> _Problem requirements_
From top to bottom, write out the listing exactly.
****
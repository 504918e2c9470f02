//! Processor module: one delivery in, one result out.
//!
//! `TaskProcessor` decodes the message, fetches and predicts every requested
//! modality concurrently, publishes the assembled result and only then acks.
//! Per-modality failures are recorded in the result; decode failures reject
//! the message; publish failures requeue it.
//!
//! # Example
//!
//! ```ignore
//! use aiep_core::processor::{ProcessorConfig, TaskProcessor};
//! use aiep_core::predictor::PredictorRegistry;
//!
//! let processor = TaskProcessor::new(
//!     ProcessorConfig::from_config(&config),
//!     create_fetcher(&config.fetcher)?,
//!     PredictorRegistry::with_defaults(&config.predictor),
//! );
//!
//! let outcome = processor.process(broker.as_ref(), delivery).await;
//! println!("{:?}", outcome.kind);
//! ```

mod config;
mod pipeline;
mod types;

pub use config::ProcessorConfig;
pub use pipeline::TaskProcessor;
pub use types::{ModalityStatus, OutcomeKind, TaskOutcome, TaskStage};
****
> _Output for this exercise_
repository 504918e2c9470f02
//! Processor module: one delivery in, one result out.
//!
//! `TaskProcessor` decodes the message, fetches and predicts every requested
//! modality concurrently, publishes the assembled result and only then acks.
//! Per-modality failures are recorded in the result; decode failures reject
//! the message; publish failures requeue it.
//!
//! # Example
//!
//! ```ignore
//! use aiep_core::processor::{ProcessorConfig, TaskProcessor};
//! use aiep_core::predictor::PredictorRegistry;
//!
//! let processor = TaskProcessor::new(
//!     ProcessorConfig::from_config(&config),
//!     create_fetcher(&config.fetcher)?,
//!     PredictorRegistry::with_defaults(&config.predictor),
//! );
//!
//! let outcome = processor.process(broker.as_ref(), delivery).await;
//! println!("{:?}", outcome.kind);
//! ```

mod config;
mod pipeline;
mod types;

pub use config::ProcessorConfig;
pub use pipeline::TaskProcessor;
pub use types::{ModalityStatus, OutcomeKind, TaskOutcome, TaskStage};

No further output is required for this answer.